Perry Hall’s impending LEED platinum designation reflects only part of its sustainable design. Like most preservation architects, Carroon finds the U.S. Green Building Council’s rating system weighted toward new construction and less rewarding of building reuse than are other rating systems — even though, as Erickson puts it, “Building more is not better if we’re really talking about our greenhouse-gas emissions.”
“[LEED] is still very much consumption based, and consumption is the problem that got us here in the first place,” Carroon says. The system also doesn’t reward durability — “thinking through the service life of a building,” as she puts it — though that was one of her main concerns with Perry Hall. By using exterior steel supports, including two X-shaped lateral braces designed in collaboration with Burlington-based Engineering Ventures, Carroon eliminated the need for interior columns, allowing the building’s spaces to be reconfigured for different purposes 50 or 100 years from now.

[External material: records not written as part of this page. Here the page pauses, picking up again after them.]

/// Byte range of the first case-insensitive match of a lowercase `needle`,
/// measured on `haystack` itself
fn find_ci(haystack: &str, needle: &str) -> Option<(usize, usize)> {
    haystack.char_indices().find_map(|(start, _)| {
        let mut rest = haystack[start..].char_indices();
        let mut end = start;
        for wanted in needle.chars() {
            let (offset, c) = rest.next()?;
            let mut lower = c.to_lowercase();
            if lower.next() != Some(wanted) || lower.next().is_some() {
                return None;
            }
            end = start + offset + c.len_utf8();
        }
        Some((start, end))
    })
}
impl RetroBotConfig {
    /// Create a configuration with default values
    #[must_use]
    pub fn new() -> Self {
        Self::default()
    }

    /// Fix the RNG seed
    #[must_use]
    pub fn with_seed(mut self, seed: u64) -> Self {
        self.seed = Some(seed);
        self
    }

    /// Get the primary source of this configuration
    #[must_use]
    pub fn source(&self) -> ConfigSource {
        self.source
    }

    /// Set the configuration source
    pub fn set_source(&mut self, source: ConfigSource) {
        self.source = source;
    }

    /// Window the idle loop draws its delays from
    #[must_use]
    pub fn idle_range(&self) -> Range<u64> {
        self.idle_min_ms..self.idle_max_ms
    }

    /// Check values that only make sense together
    ///
    /// # Errors
    ///
    /// [`ConfigError::ValidationError`] if the idle window is empty or the
    /// cooldown is zero.
    pub fn validate(&self) -> Result<(), ConfigError> {
        if self.idle_min_ms >= self.idle_max_ms {
            return Err(ConfigError::ValidationError(format!(
                "idle_min_ms ({}) must be below idle_max_ms ({})",
                self.idle_min_ms, self.idle_max_ms
            )));
        }
        if self.easter_egg_cooldown_ms == 0 {
            return Err(ConfigError::ValidationError(
                "easter_egg_cooldown_ms must be positive".to_string(),
            ));
        }
        Ok(())
    }
}

// =============================================================================
// Configuration Loading
// =============================================================================

/// Get the default configuration file path
///
/// Returns `$XDG_CONFIG_HOME/retrobot/retrobot.toml` or
/// `~/.config/retrobot/retrobot.toml` if `XDG_CONFIG_HOME` is not set.
#[must_use]
pub fn default_config_path() -> Option<PathBuf> {
    dirs::config_dir().map(|p| p.join("retrobot").join("retrobot.toml"))
}

/// Load configuration from the default file, the environment and defaults
///
/// # Errors
///
/// Returns an error if the config file exists but cannot be parsed, or the
/// resolved values fail validation. A missing file is not an error.
pub fn load_config() -> Result<RetroBotConfig, ConfigError> {
    load_config_from_path(default_config_path())
}

/// Load configuration from a specific path
///
/// # Errors
///
/// Returns an error if the file cannot be read or parsed, or the resolved
/// values fail validation.
pub fn load_config_from_path(path: Option<PathBuf>) -> Result<RetroBotConfig, ConfigError> {
    let mut config = RetroBotConfig::default();

    if let Some(ref config_path) = path {
        if config_path.exists() {
            let toml_content =
                std::fs::read_to_string(config_path).map_err(|e| ConfigError::ReadError {
                    path: config_path.clone(),
                    source: e,
                })?;

            let toml_config: RetroBotToml = toml::from_str(&toml_content)?;
            apply_toml_config(&mut config, &toml_config);
            config.config_file_path = Some(config_path.clone());
            config.source = ConfigSource::File;

            tracing::info!(
                path = %config_path.display(),
                "Loaded configuration from file"
            );
        } else {
            tracing::debug!(
                path = %config_path.display(),
                "Config file not found, using defaults"
            );
        }
    }

    apply_env_config(&mut config);
    config.validate()?;
    Ok(config)
}

fn apply_toml_config(config: &mut RetroBotConfig, toml: &RetroBotToml) {
    let timing = &toml.timing;
    let slots = [
        (timing.idle_min_ms, &mut config.idle_min_ms),
        (timing.idle_max_ms, &mut config.idle_max_ms),
        (timing.easter_egg_cooldown_ms, &mut config.easter_egg_cooldown_ms),
        (timing.auto_hide_ms, &mut config.auto_hide_ms),
        (timing.auto_minimize_ms, &mut config.auto_minimize_ms),
        (timing.reply_delay_ms, &mut config.reply_delay_ms),
        (timing.show_delay_ms, &mut config.show_delay_ms),
        (timing.notification_ms, &mut config.notification_ms),
        (timing.track_ms, &mut config.track_ms),
    ];
    for (value, slot) in slots {
        if let Some(ms) = value {
            *slot = ms;
        }
    }

    if toml.storage.dir.is_some() {
        config.storage_dir.clone_from(&toml.storage.dir);
    }
    if toml.personality.seed.is_some() {
        config.seed = toml.personality.seed;
    }
}

/// Timing variables read by [`load_config`], in field order
const ENV_TIMINGS: [&str; 9] = [
    "RETROBOT_IDLE_MIN_MS",
    "RETROBOT_IDLE_MAX_MS",
    "RETROBOT_EASTER_EGG_COOLDOWN_MS",
    "RETROBOT_AUTO_HIDE_MS",
    "RETROBOT_AUTO_MINIMIZE_MS",
    "RETROBOT_REPLY_DELAY_MS",
    "RETROBOT_SHOW_DELAY_MS",
    "RETROBOT_NOTIFICATION_MS",
    "RETROBOT_TRACK_MS",
];

fn apply_env_config(config: &mut RetroBotConfig) {
    let slots = [
        &mut config.idle_min_ms,
        &mut config.idle_max_ms,
        &mut config.easter_egg_cooldown_ms,
        &mut config.auto_hide_ms,
        &mut config.auto_minimize_ms,
        &mut config.reply_delay_ms,
        &mut config.show_delay_ms,
        &mut config.notification_ms,
        &mut config.track_ms,
    ];
    let mut from_env = false;
    for (var, slot) in ENV_TIMINGS.into_iter().zip(slots) {
        if let Ok(value) = std::env::var(var) {
            match value.parse::<u64>() {
                Ok(ms) => {
                    *slot = ms;
                    from_env = true;
                }
                Err(_) => tracing::warn!(var, %value, "Ignoring non-numeric environment value"),
            }
        }
    }

    if let Ok(dir) = std::env::var("RETROBOT_STORAGE_DIR") {
        config.storage_dir = Some(PathBuf::from(dir));
        from_env = true;
    }
    if let Ok(seed) = std::env::var("RETROBOT_SEED") {
        if let Ok(seed) = seed.parse::<u64>() {
            config.seed = Some(seed);
            from_env = true;
        }
    }

    if from_env {
        config.source = ConfigSource::Env;
    }
}

// =============================================================================
// CLI Override Support
// =============================================================================

/// Builder for applying CLI overrides to configuration
///
/// Use this after [`load_config`] to apply command-line argument overrides.
#[derive(Clone, Debug, Default)]
pub struct ConfigOverrides {
    /// Storage directory override
    pub storage_dir: Option<PathBuf>,

    /// RNG seed override
    pub seed: Option<u64>,

    /// Auto-hide override (milliseconds)
    pub auto_hide_ms: Option<u64>,

    /// Track length override (milliseconds)
    pub track_ms: Option<u64>,
}

impl ConfigOverrides {
    /// Create a new empty set of overrides
    #[must_use]
    pub fn new() -> Self {
        Self::default()
    }

    /// Set storage directory override
    #[must_use]
    pub fn with_storage_dir(mut self, dir: PathBuf) -> Self {
        self.storage_dir = Some(dir);
        self
    }

    /// Set seed override
    #[must_use]
    pub fn with_seed(mut self, seed: u64) -> Self {
        self.seed = Some(seed);
        self
    }

    /// Set auto-hide override
    #[must_use]
    pub fn with_auto_hide_ms(mut self, ms: u64) -> Self {
        self.auto_hide_ms = Some(ms);
        self
    }

    /// Set track length override
    #[must_use]
    pub fn with_track_ms(mut self, ms: u64) -> Self {
        self.track_ms = Some(ms);
        self
    }

    /// Apply overrides to a configuration
    pub fn apply(&self, config: &mut RetroBotConfig) {
        if self.storage_dir.is_some()
            || self.seed.is_some()
            || self.auto_hide_ms.is_some()
            || self.track_ms.is_some()
        {
            config.source = ConfigSource::Cli;
        }

        if let Some(ref dir) = self.storage_dir {
            config.storage_dir = Some(dir.clone());
        }
        if self.seed.is_some() {
            config.seed = self.seed;
        }
        if let Some(ms) = self.auto_hide_ms {
            config.auto_hide_ms = ms;
        }
        if let Some(ms) = self.track_ms {
            config.track_ms = ms;
        }
    }
}
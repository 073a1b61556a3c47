//! RetroBot Core - Headless Brain of the 8-bit Desktop Assistant
//!
//! This crate holds everything RetroBot does, with no idea how it is drawn.
//! A terminal UI, a scripted headless runner and the test suite all drive the
//! same [`Shell`].
//!
//! # Architecture
//!
//! ```text
//! ┌──────────────────────────────────────────────────────────────┐
//! │                         Surfaces                              │
//! │   ┌──────────────┐   ┌──────────────────┐   ┌─────────────┐  │
//! │   │ TUI          │   │ retrobot-headless │   │ Tests       │  │
//! │   │ (ratatui)    │   │ (script runner)   │   │             │  │
//! │   └──────┬───────┘   └─────────┬────────┘   └──────┬──────┘  │
//! │          └─────────────────────┼───────────────────┘         │
//! │                      ShellEvent (up)                          │
//! │                  StampedMessage (down)                        │
//! └────────────────────────────────┼─────────────────────────────┘
//!                                  │
//! ┌────────────────────────────────┼─────────────────────────────┐
//! │                            Shell                              │
//! │  ┌───────────┐ ┌──────────┐ ┌──────────┐ ┌─────────────────┐ │
//! │  │ Animation │ │  Mood    │ │ Dialogue │ │ Sequence matcher│ │
//! │  │ engine    │ │ machine  │ │ selector │ │ (easter eggs)   │ │
//! │  └───────────┘ └──────────┘ └──────────┘ └─────────────────┘ │
//! │  ┌───────────┐ ┌──────────┐ ┌──────────┐ ┌─────────────────┐ │
//! │  │ Calendar  │ │  Todo    │ │  Music   │ │ Themes/profile  │ │
//! │  └───────────┘ └──────────┘ └──────────┘ └─────────────────┘ │
//! │             Storage · SoundPlayer · TargetResolver            │
//! └──────────────────────────────────────────────────────────────┘
//! ```
//!
//! # Key Types
//!
//! - [`Shell`]: owns every component and the simulated clock
//! - [`ShellEvent`]: what a surface reports
//! - [`ShellMessage`]: what a surface renders
//! - [`AnimationEngine`]: named, timed effect tags with blocking and queueing
//! - [`MoodMachine`]: happy / annoyed / sleepy plus a 0..=100 level
//! - [`SequenceMatcher`]: key-sequence easter eggs with a global cooldown
//!
//! # Quick Start
//!
//! ```ignore
//! use std::sync::Arc;
//! use retrobot_core::{
//!     Collaborators, EffectBoard, MemoryStorage, RetroBotConfig, Shell, ShellEvent, Silent,
//! };
//! use tokio::sync::mpsc;
//!
//! let (tx, mut rx) = mpsc::unbounded_channel();
//! let mut shell = Shell::new(
//!     RetroBotConfig::default(),
//!     Collaborators {
//!         storage: Arc::new(MemoryStorage::new()),
//!         sound: Box::new(Silent),
//!         targets: Box::new(EffectBoard::window()),
//!     },
//!     tx,
//! )?;
//!
//! shell.start();
//! shell.advance_to(500);
//! shell.handle_event(ShellEvent::UserMessage { content: "hi!".into() });
//! shell.advance_by(300);
//!
//! while let Ok(msg) = rx.try_recv() {
//!     // render msg
//! }
//! ```
//!
//! # Module Overview
//!
//! - [`animation`]: animation registry, engine and effect targets
//! - [`clock`]: simulated timer queue
//! - [`config`]: TOML + environment configuration
//! - [`dialogue`]: topic/sentiment detection and reply tables
//! - [`events`]: events from surfaces to the shell
//! - [`messages`]: messages from the shell to surfaces
//! - [`mood`]: mood state machine
//! - [`script`]: line-oriented scripts for the headless driver
//! - [`sequence`]: key-sequence matching
//! - [`shell`]: the orchestration core
//! - [`sound`]: sound effect sink
//! - [`storage`]: key/value persistence
//! - [`theme`]: themes, unlocks and the saved profile
//! - [`tools`]: calendar, todo and music
//!
//! # No UI Dependencies
//!
//! This crate has **zero** dependencies on ratatui, crossterm, or any other
//! UI framework.

#![deny(missing_docs)]
#![deny(clippy::all)]
#![warn(clippy::pedantic)]
#![allow(clippy::module_name_repetitions)]

pub mod animation;
pub mod clock;
pub mod config;
pub mod dialogue;
pub mod events;
pub mod messages;
pub mod mood;
pub mod script;
pub mod sequence;
pub mod shell;
pub mod sound;
pub mod storage;
pub mod theme;
pub mod tools;

// Re-export main types for convenience
pub use animation::{
    AnimationEngine, AnimationError, AnimationSpec, EffectBoard, EngineEvent, TargetResolver,
    VisibilityFlag,
};
pub use config::{load_config, load_config_from_path, ConfigError, ConfigOverrides, RetroBotConfig};
pub use dialogue::{DialogueSelector, Reply};
pub use events::{CalendarCommand, MusicCommand, QuickAction, ShellEvent, TodoCommand};
pub use messages::{ShellMessage, StampedMessage};
pub use mood::{Mood, MoodMachine, MoodState};
pub use sequence::{EasterEgg, SequenceMatcher};
pub use shell::{Collaborators, InputFocus, Shell};
pub use sound::{Silent, SoundKind, SoundLog, SoundPlayer};
pub use storage::{FileStorage, MemoryStorage, Storage};
pub use theme::{Profile, Theme};
pub use tools::Tool;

Carroon also considered all-wood construction, but balked when she learned the wood would be coming from Vancouver instead of Vermont. And she looked into both solar and wind power. A wind turbine would have had to be too tall — and therefore too expensive — to be worthwhile, and solar panels are still, in her opinion, “not terribly affordable or effective.” But both options can be added as they become more sophisticated, she says.
All of this came at a price, of course: The building itself cost $12 million, and that doesn’t include the landscaping and barn and cottage renovations. Mease says the college took out a $12 million tax-exempt bond, and another $3 million came from its ongoing capital campaign, called “Vision. Innovation. Passion.”
Carroon can’t credit Champlain enough for that vision. “It’s unusual to find a client who is as visionary as Champlain,” she says more than once. And, while city residents who live near the college tend to view its expansion with a wary eye, they generally appreciate the institution’s commitment to historically respectful renovations.
If it’s true, as Carroon claims, that “the stats on visiting students are that they decide within the first 15 minutes — I call it karmic shopping,” then Champlain’s millions may prove to be money well spent.